Melcor’s headquarters are located in Edmonton, Alberta, with regional offices throughout Alberta and in Kelowna, British Columbia and Phoenix, Arizona. Melcor has been a public company since 1968 and trades on the Toronto Stock Exchange (TSX:MRD).
Forward Looking Statements
In order to provide our investors with an understanding of our current results and future prospects, our public communications often include written or verbal forward-looking statements.
Forward-looking statements are disclosures regarding possible events, conditions, or results of operations that are based on assumptions about future economic conditions, courses of action and include future-oriented financial information.

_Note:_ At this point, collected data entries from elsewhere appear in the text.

//! `SeaORM` active enums mirroring the database enum types.

use sea_orm::entity::prelude::*;
use serde::{Deserialize, Serialize};

/// Ledger entry status.
#[derive(Debug, Clone, PartialEq, Eq, EnumIter, DeriveActiveEnum, Serialize, Deserialize)]
#[serde(rename_all = "snake_case")]
#[sea_orm(rs_type = "String", db_type = "Enum", enum_name = "entry_status")]
pub enum EntryStatus {
    /// Pending confirmation.
    #[sea_orm(string_value = "draft")]
    Draft,
    /// Confirmed-effective.
    #[sea_orm(string_value = "posted")]
    Posted,
}

/// How a deposit reached the wallet.
#[derive(Debug, Clone, PartialEq, Eq, EnumIter, DeriveActiveEnum, Serialize, Deserialize)]
#[serde(rename_all = "snake_case")]
#[sea_orm(rs_type = "String", db_type = "Enum", enum_name = "deposit_method")]
pub enum DepositMethod {
    /// Settled immediately.
    #[sea_orm(string_value = "direct")]
    Direct,
    /// Awaiting bank confirmation.
    #[sea_orm(string_value = "bank_transfer")]
    BankTransfer,
}

/// Tag of the polymorphic document reference on a ledger entry.
#[derive(Debug, Clone, PartialEq, Eq, EnumIter, DeriveActiveEnum, Serialize, Deserialize)]
#[serde(rename_all = "snake_case")]
#[sea_orm(rs_type = "String", db_type = "Enum", enum_name = "order_ref_kind")]
pub enum OrderRefKind {
    /// Payment document.
    #[sea_orm(string_value = "payment")]
    Payment,
    /// Invoice or credit note.
    #[sea_orm(string_value = "invoice")]
    Invoice,
    /// Two-line transfer entry.
    #[sea_orm(string_value = "transfer_entry")]
    TransferEntry,
    /// Subscription record.
    #[sea_orm(string_value = "subscription")]
    Subscription,
    /// Bare contact (no document created).
    #[sea_orm(string_value = "contact")]
    Contact,
    /// No reference at all.
    #[sea_orm(string_value = "none")]
    None,
}

/// Contact type.
#[derive(Debug, Clone, PartialEq, Eq, EnumIter, DeriveActiveEnum, Serialize, Deserialize)]
#[serde(rename_all = "snake_case")]
#[sea_orm(rs_type = "String", db_type = "Enum", enum_name = "contact_type")]
pub enum ContactType {
    /// Platform driver.
    #[sea_orm(string_value = "driver")]
    Driver,
    /// Platform rider.
    #[sea_orm(string_value = "rider")]
    Rider,
}

/// Contact gender.
#[derive(Debug, Clone, PartialEq, Eq, EnumIter, DeriveActiveEnum, Serialize, Deserialize)]
#[serde(rename_all = "snake_case")]
#[sea_orm(rs_type = "String", db_type = "Enum", enum_name = "gender")]
pub enum Gender {
    /// Male.
    #[sea_orm(string_value = "male")]
    Male,
    /// Female.
    #[sea_orm(string_value = "female")]
    Female,
}

/// Ride settlement state.
#[derive(Debug, Clone, PartialEq, Eq, EnumIter, DeriveActiveEnum, Serialize, Deserialize)]
#[serde(rename_all = "snake_case")]
#[sea_orm(rs_type = "String", db_type = "Enum", enum_name = "ride_state")]
pub enum RideState {
    /// Awaiting settlement.
    #[sea_orm(string_value = "draft")]
    Draft,
    /// Settled (terminal).
    #[sea_orm(string_value = "paid")]
    Paid,
}

/// Ride payment mode.
#[derive(Debug, Clone, PartialEq, Eq, EnumIter, DeriveActiveEnum, Serialize, Deserialize)]
#[serde(rename_all = "snake_case")]
#[sea_orm(rs_type = "String", db_type = "Enum", enum_name = "payment_mode")]
pub enum PaymentMode {
    /// Fare fully in cash.
    #[sea_orm(string_value = "cash_only")]
    CashOnly,
    /// Cash exceeds the fare.
    #[sea_orm(string_value = "cash_exceed")]
    CashExceed,
    /// Fare fully from wallet.
    #[sea_orm(string_value = "wallet_paid")]
    WalletPaid,
    /// Wallet plus cash.
    #[sea_orm(string_value = "wallet_cash")]
    WalletCash,
}

/// Accounting document kind.
#[derive(Debug, Clone, PartialEq, Eq, EnumIter, DeriveActiveEnum, Serialize, Deserialize)]
#[serde(rename_all = "snake_case")]
#[sea_orm(rs_type = "String", db_type = "Enum", enum_name = "document_kind")]
pub enum DocumentKind {
    /// Sales invoice.
    #[sea_orm(string_value = "invoice")]
    Invoice,
    /// Customer credit note.
    #[sea_orm(string_value = "credit_note")]
    CreditNote,
    /// Payment record.
    #[sea_orm(string_value = "payment")]
    Payment,
    /// Two-line transfer entry.
    #[sea_orm(string_value = "transfer_entry")]
    TransferEntry,
}

/// Accounting document state.
#[derive(Debug, Clone, PartialEq, Eq, EnumIter, DeriveActiveEnum, Serialize, Deserialize)]
#[serde(rename_all = "snake_case")]
#[sea_orm(rs_type = "String", db_type = "Enum", enum_name = "document_state")]
pub enum DocumentState {
    /// Not yet effective.
    #[sea_orm(string_value = "draft")]
    Draft,
    /// Effective.
    #[sea_orm(string_value = "posted")]
    Posted,
    /// Declined / voided.
    #[sea_orm(string_value = "cancelled")]
    Cancelled,
}

/// Payment direction.
#[derive(Debug, Clone, PartialEq, Eq, EnumIter, DeriveActiveEnum, Serialize, Deserialize)]
#[serde(rename_all = "snake_case")]
#[sea_orm(rs_type = "String", db_type = "Enum", enum_name = "payment_direction")]
pub enum PaymentDirection {
    /// Money received.
    #[sea_orm(string_value = "inbound")]
    Inbound,
    /// Money paid out.
    #[sea_orm(string_value = "outbound")]
    Outbound,
}

/// Journal type.
#[derive(Debug, Clone, PartialEq, Eq, EnumIter, DeriveActiveEnum, Serialize, Deserialize)]
#[serde(rename_all = "snake_case")]
#[sea_orm(rs_type = "String", db_type = "Enum", enum_name = "journal_type")]
pub enum JournalType {
    /// General journal.
    #[sea_orm(string_value = "general")]
    General,
    /// Sales journal.
    #[sea_orm(string_value = "sale")]
    Sale,
}

/// Journal sub-type used to pick a payment journal.
#[derive(Debug, Clone, PartialEq, Eq, EnumIter, DeriveActiveEnum, Serialize, Deserialize)]
#[serde(rename_all = "snake_case")]
#[sea_orm(rs_type = "String", db_type = "Enum", enum_name = "journal_sub_type")]
pub enum JournalSubType {
    /// Bank journal.
    #[sea_orm(string_value = "bank")]
    Bank,
    /// Fund journal.
    #[sea_orm(string_value = "fund")]
    Fund,
    /// Cash journal.
    #[sea_orm(string_value = "cash")]
    Cash,
    /// Tele (mobile money) journal.
    #[sea_orm(string_value = "tele")]
    Tele,
}

/// Account type.
#[derive(Debug, Clone, PartialEq, Eq, EnumIter, DeriveActiveEnum, Serialize, Deserialize)]
#[serde(rename_all = "snake_case")]
#[sea_orm(rs_type = "String", db_type = "Enum", enum_name = "account_type")]
pub enum AccountType {
    /// Bank & cash asset.
    #[sea_orm(string_value = "cash")]
    Cash,
    /// Receivable asset.
    #[sea_orm(string_value = "receivable")]
    Receivable,
    /// Current liability (wallet balances).
    #[sea_orm(string_value = "liability")]
    Liability,
    /// Expense.
    #[sea_orm(string_value = "expense")]
    Expense,
    /// Revenue.
    #[sea_orm(string_value = "revenue")]
    Revenue,
}

/// Product kind.
#[derive(Debug, Clone, PartialEq, Eq, EnumIter, DeriveActiveEnum, Serialize, Deserialize)]
#[serde(rename_all = "snake_case")]
#[sea_orm(rs_type = "String", db_type = "Enum", enum_name = "product_kind")]
pub enum ProductKind {
    /// Ride commission.
    #[sea_orm(string_value = "commission")]
    Commission,
    /// Ride fine.
    #[sea_orm(string_value = "fine")]
    Fine,
    /// Welcome coupon.
    #[sea_orm(string_value = "coupon")]
    Coupon,
    /// Loyalty points.
    #[sea_orm(string_value = "points")]
    Points,
    /// Subscription service.
    #[sea_orm(string_value = "subscription")]
    Subscription,
}

/// Subscription plan type.
#[derive(Debug, Clone, PartialEq, Eq, EnumIter, DeriveActiveEnum, Serialize, Deserialize)]
#[serde(rename_all = "snake_case")]
#[sea_orm(rs_type = "String", db_type = "Enum", enum_name = "subscription_type")]
pub enum SubscriptionType {
    /// Private car plan.
    #[sea_orm(string_value = "private")]
    Private,
    /// Pinky plan.
    #[sea_orm(string_value = "pinky")]
    Pinky,
    /// VIP plan.
    #[sea_orm(string_value = "vip")]
    Vip,
    /// Van plan.
    #[sea_orm(string_value = "van")]
    Van,
    /// Taxi plan.
    #[sea_orm(string_value = "taxi")]
    Taxi,
    /// Anything else.
    #[sea_orm(string_value = "other")]
    Other,
}

impl From<farebox_core::wallet::EntryStatus> for EntryStatus {
    fn from(status: farebox_core::wallet::EntryStatus) -> Self {
        match status {
            farebox_core::wallet::EntryStatus::Draft => Self::Draft,
            farebox_core::wallet::EntryStatus::Posted => Self::Posted,
        }
    }
}

impl From<EntryStatus> for farebox_core::wallet::EntryStatus {
    fn from(status: EntryStatus) -> Self {
        match status {
            EntryStatus::Draft => Self::Draft,
            EntryStatus::Posted => Self::Posted,
        }
    }
}

impl From<farebox_core::wallet::DepositMethod> for DepositMethod {
    fn from(method: farebox_core::wallet::DepositMethod) -> Self {
        match method {
            farebox_core::wallet::DepositMethod::Direct => Self::Direct,
            farebox_core::wallet::DepositMethod::BankTransfer => Self::BankTransfer,
        }
    }
}

impl From<DepositMethod> for farebox_core::wallet::DepositMethod {
    fn from(method: DepositMethod) -> Self {
        match method {
            DepositMethod::Direct => Self::Direct,
            DepositMethod::BankTransfer => Self::BankTransfer,
        }
    }
}

impl From<farebox_core::contact::ContactType> for ContactType {
    fn from(contact_type: farebox_core::contact::ContactType) -> Self {
        match contact_type {
            farebox_core::contact::ContactType::Driver => Self::Driver,
            farebox_core::contact::ContactType::Rider => Self::Rider,
        }
    }
}

impl From<ContactType> for farebox_core::contact::ContactType {
    fn from(contact_type: ContactType) -> Self {
        match contact_type {
            ContactType::Driver => Self::Driver,
            ContactType::Rider => Self::Rider,
        }
    }
}

impl From<farebox_core::contact::Gender> for Gender {
    fn from(gender: farebox_core::contact::Gender) -> Self {
        match gender {
            farebox_core::contact::Gender::Male => Self::Male,
            farebox_core::contact::Gender::Female => Self::Female,
        }
    }
}

impl From<Gender> for farebox_core::contact::Gender {
    fn from(gender: Gender) -> Self {
        match gender {
            Gender::Male => Self::Male,
            Gender::Female => Self::Female,
        }
    }
}

impl From<farebox_core::settlement::PaymentMode> for PaymentMode {
    fn from(mode: farebox_core::settlement::PaymentMode) -> Self {
        match mode {
            farebox_core::settlement::PaymentMode::CashOnly => Self::CashOnly,
            farebox_core::settlement::PaymentMode::CashExceed => Self::CashExceed,
            farebox_core::settlement::PaymentMode::WalletPaid => Self::WalletPaid,
            farebox_core::settlement::PaymentMode::WalletCash => Self::WalletCash,
        }
    }
}

impl From<farebox_core::documents::PaymentDirection> for PaymentDirection {
    fn from(direction: farebox_core::documents::PaymentDirection) -> Self {
        match direction {
            farebox_core::documents::PaymentDirection::Inbound => Self::Inbound,
            farebox_core::documents::PaymentDirection::Outbound => Self::Outbound,
        }
    }
}

impl From<farebox_core::documents::PaymentMethodType> for JournalSubType {
    fn from(method: farebox_core::documents::PaymentMethodType) -> Self {
        match method {
            farebox_core::documents::PaymentMethodType::Bank => Self::Bank,
            farebox_core::documents::PaymentMethodType::Fund => Self::Fund,
            farebox_core::documents::PaymentMethodType::Cash => Self::Cash,
            farebox_core::documents::PaymentMethodType::Tele => Self::Tele,
        }
    }
}

impl From<farebox_core::documents::ProductKind> for ProductKind {
    fn from(kind: farebox_core::documents::ProductKind) -> Self {
        match kind {
            farebox_core::documents::ProductKind::Commission => Self::Commission,
            farebox_core::documents::ProductKind::Fine => Self::Fine,
            farebox_core::documents::ProductKind::Coupon => Self::Coupon,
            farebox_core::documents::ProductKind::Points => Self::Points,
            farebox_core::documents::ProductKind::Subscription => Self::Subscription,
        }
    }
}

impl From<farebox_core::subscription::SubscriptionType> for SubscriptionType {
    fn from(subscription_type: farebox_core::subscription::SubscriptionType) -> Self {
        match subscription_type {
            farebox_core::subscription::SubscriptionType::Private => Self::Private,
            farebox_core::subscription::SubscriptionType::Pinky => Self::Pinky,
            farebox_core::subscription::SubscriptionType::Vip => Self::Vip,
            farebox_core::subscription::SubscriptionType::Van => Self::Van,
            farebox_core::subscription::SubscriptionType::Taxi => Self::Taxi,
            farebox_core::subscription::SubscriptionType::Other => Self::Other,
        }
    }
}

This news release and other materials filed with the Canadian securities regulators contain statements that are forward-looking. These statements represent Melcor’s intentions, plans, expectations, and beliefs and are based on our experience and our assessment of historical and future trends, and the application of key assumptions relating to future events and circumstances. Future-looking statements may involve, but are not limited to, comments with respect to our strategic initiatives for 2021 and beyond, future development plans and objectives, targets, expectations of the real estate, financing and economic environments, our financial condition or the results of or outlook of our operations.

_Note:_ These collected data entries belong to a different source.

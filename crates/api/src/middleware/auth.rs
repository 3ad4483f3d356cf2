//! Authentication middleware for protected routes.

use axum::{
    Json,
    extract::{FromRequestParts, Request, State},
    http::{StatusCode, header::AUTHORIZATION, request::Parts},
    middleware::Next,
    response::{IntoResponse, Response},
};
use serde_json::json;
use tracing::error;

use crate::AppState;
use farebox_db::ApiKeyRepository;
use farebox_shared::RequestContext;

/// Extracts the bearer token from the Authorization header.
fn extract_bearer_token(header: &str) -> Option<&str> {
    header
        .strip_prefix("Bearer ")
        .or_else(|| header.strip_prefix("bearer "))
}

/// Authentication middleware that resolves bearer API keys.
///
/// This middleware:
/// 1. Extracts the Bearer token from the Authorization header
/// 2. Looks the key up by hash, scoped to its company
/// 3. Stores the resulting `RequestContext` in request extensions
pub async fn auth_middleware(
    State(state): State<AppState>,
    mut request: Request,
    next: Next,
) -> Response {
    let auth_header = request
        .headers()
        .get(AUTHORIZATION)
        .and_then(|h| h.to_str().ok());

    let Some(token) = auth_header.and_then(extract_bearer_token) else {
        return (
            StatusCode::UNAUTHORIZED,
            Json(json!({ "error": "Missing or invalid Authorization header" })),
        )
            .into_response();
    };

    let repo = ApiKeyRepository::new((*state.db).clone());
    match repo.authenticate(token).await {
        Ok(Some(ctx)) => {
            request.extensions_mut().insert(ctx);
            next.run(request).await
        }
        Ok(None) => (
            StatusCode::UNAUTHORIZED,
            Json(json!({ "error": "Invalid API token" })),
        )
            .into_response(),
        Err(e) => {
            error!(error = %e, "API key lookup failed");
            (
                StatusCode::INTERNAL_SERVER_ERROR,
                Json(json!({ "error": "Failed to authenticate request" })),
            )
                .into_response()
        }
    }
}

/// Extractor for the authenticated request context.
///
/// Use this in handlers to get the acting key and company scope:
///
/// ```ignore
/// async fn handler(ApiContext(ctx): ApiContext) -> impl IntoResponse {
///     let company_id = ctx.company_id;
///     // ...
/// }
/// ```
#[derive(Debug, Clone, Copy)]
pub struct ApiContext(pub RequestContext);

impl<S> FromRequestParts<S> for ApiContext
where
    S: Send + Sync,
{
    type Rejection = (StatusCode, Json<serde_json::Value>);

    async fn from_request_parts(parts: &mut Parts, _state: &S) -> Result<Self, Self::Rejection> {
        parts
            .extensions
            .get::<RequestContext>()
            .copied()
            .map(ApiContext)
            .ok_or((
                StatusCode::UNAUTHORIZED,
                Json(json!({ "error": "Missing or invalid Authorization header" })),
            ))
    }
}
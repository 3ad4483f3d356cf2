//! `SeaORM` entity for the accounting_documents table.
//!
//! One row per invoice, credit note, payment, or transfer entry. Priced
//! invoice lines and transfer legs live in `document_lines`.

use sea_orm::entity::prelude::*;
use serde::{Deserialize, Serialize};

use super::sea_orm_active_enums::{DocumentKind, DocumentState, PaymentDirection};

#[derive(Clone, Debug, PartialEq, DeriveEntityModel, Eq, Serialize, Deserialize)]
#[sea_orm(table_name = "accounting_documents")]
pub struct Model {
    #[sea_orm(primary_key, auto_increment = false)]
    pub id: Uuid,
    pub company_id: Uuid,
    pub kind: DocumentKind,
    pub state: DocumentState,
    pub partner_id: Option<Uuid>,
    pub journal_id: Option<Uuid>,
    /// Total amount; always unsigned (payments carry a direction).
    pub amount: Decimal,
    pub direction: Option<PaymentDirection>,
    /// External transaction id from the ride platform (payments).
    pub transaction_id: Option<String>,
    pub reference: Option<String>,
    pub bank: Option<String>,
    pub account_number: Option<String>,
    pub image_url: Option<String>,
    pub decline_reason: Option<String>,
    /// Whether the platform has been told about the final state.
    pub platform_synced: bool,
    /// Whether an inbound payment has been matched against an invoice.
    pub reconciled: bool,
    pub created_at: DateTimeWithTimeZone,
    pub posted_at: Option<DateTimeWithTimeZone>,
}

#[derive(Copy, Clone, Debug, EnumIter, DeriveRelation)]
pub enum Relation {
    #[sea_orm(has_many = "super::document_lines::Entity")]
    DocumentLines,
}

impl Related<super::document_lines::Entity> for Entity {
    fn to() -> RelationDef {
        Relation::DocumentLines.def()
    }
}

impl ActiveModelBehavior for ActiveModel {}
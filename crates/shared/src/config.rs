//! Application configuration management.

use serde::Deserialize;

/// Application configuration.
#[derive(Debug, Clone, Deserialize)]
pub struct AppConfig {
    /// Server configuration.
    pub server: ServerConfig,
    /// Database configuration.
    pub database: DatabaseConfig,
    /// Ride-platform configuration.
    pub platform: PlatformConfig,
}

/// Server configuration.
#[derive(Debug, Clone, Deserialize)]
pub struct ServerConfig {
    /// Host to bind to.
    #[serde(default = "default_host")]
    pub host: String,
    /// Port to listen on.
    #[serde(default = "default_port")]
    pub port: u16,
}

fn default_host() -> String {
    "0.0.0.0".to_string()
}

fn default_port() -> u16 {
    8080
}

/// Database configuration.
#[derive(Debug, Clone, Deserialize)]
pub struct DatabaseConfig {
    /// Database connection URL.
    pub url: String,
    /// Maximum number of connections in the pool.
    #[serde(default = "default_max_connections")]
    pub max_connections: u32,
    /// Minimum number of connections in the pool.
    #[serde(default = "default_min_connections")]
    pub min_connections: u32,
}

fn default_max_connections() -> u32 {
    10
}

fn default_min_connections() -> u32 {
    1
}

/// Outbound ride-platform configuration.
#[derive(Debug, Clone, Deserialize)]
pub struct PlatformConfig {
    /// Base URL of the ride platform API.
    #[serde(default = "default_platform_base_url")]
    pub base_url: String,
    /// Bearer token for outbound calls (optional).
    #[serde(default)]
    pub token: Option<String>,
    /// Request timeout in seconds.
    #[serde(default = "default_platform_timeout")]
    pub timeout_secs: u64,
}

fn default_platform_base_url() -> String {
    "https://staging.rideplatform.example".to_string()
}

fn default_platform_timeout() -> u64 {
    10
}

impl AppConfig {
    /// Loads configuration from environment and config files.
    ///
    /// # Errors
    ///
    /// Returns an error if configuration cannot be loaded.
    pub fn load() -> Result<Self, config::ConfigError> {
        let run_mode = std::env::var("RUN_MODE").unwrap_or_else(|_| "development".to_string());

        let config = config::Config::builder()
            .add_source(config::File::with_name("config/default").required(false))
            .add_source(config::File::with_name(&format!("config/{run_mode}")).required(false))
            .add_source(config::Environment::with_prefix("FAREBOX").separator("__"))
            .build()?;

        config.try_deserialize()
    }
}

By their nature, forward-looking statements require assumptions and involve risks and uncertainties related to the business and general economic environment, many beyond our control. There is significant risk that the predictions, forecasts, valuations, conclusions or projections we make will not prove to be accurate and that our actual results will be materially different from targets, expectations, estimates or intentions expressed in forward-looking statements. We caution readers of this document not to place undue reliance on forward-looking statements. Assumptions about the performance of the Canadian and US economies and how this performance will affect Melcor’s business are material factors we consider in determining our forward-looking statements. For additional information regarding material risks and assumptions, please see the discussion under Business Environment and Risk in our annual MD&A and the additional disclosure under Business Environment and Risk in this MD&A.
Readers should carefully consider these factors, as well as other uncertainties and potential events, and the inherent uncertainty of forward-looking statements. Except as may be required by law, we do not undertake to update any forward-looking statement, whether written or oral, made by the company or on its behalf.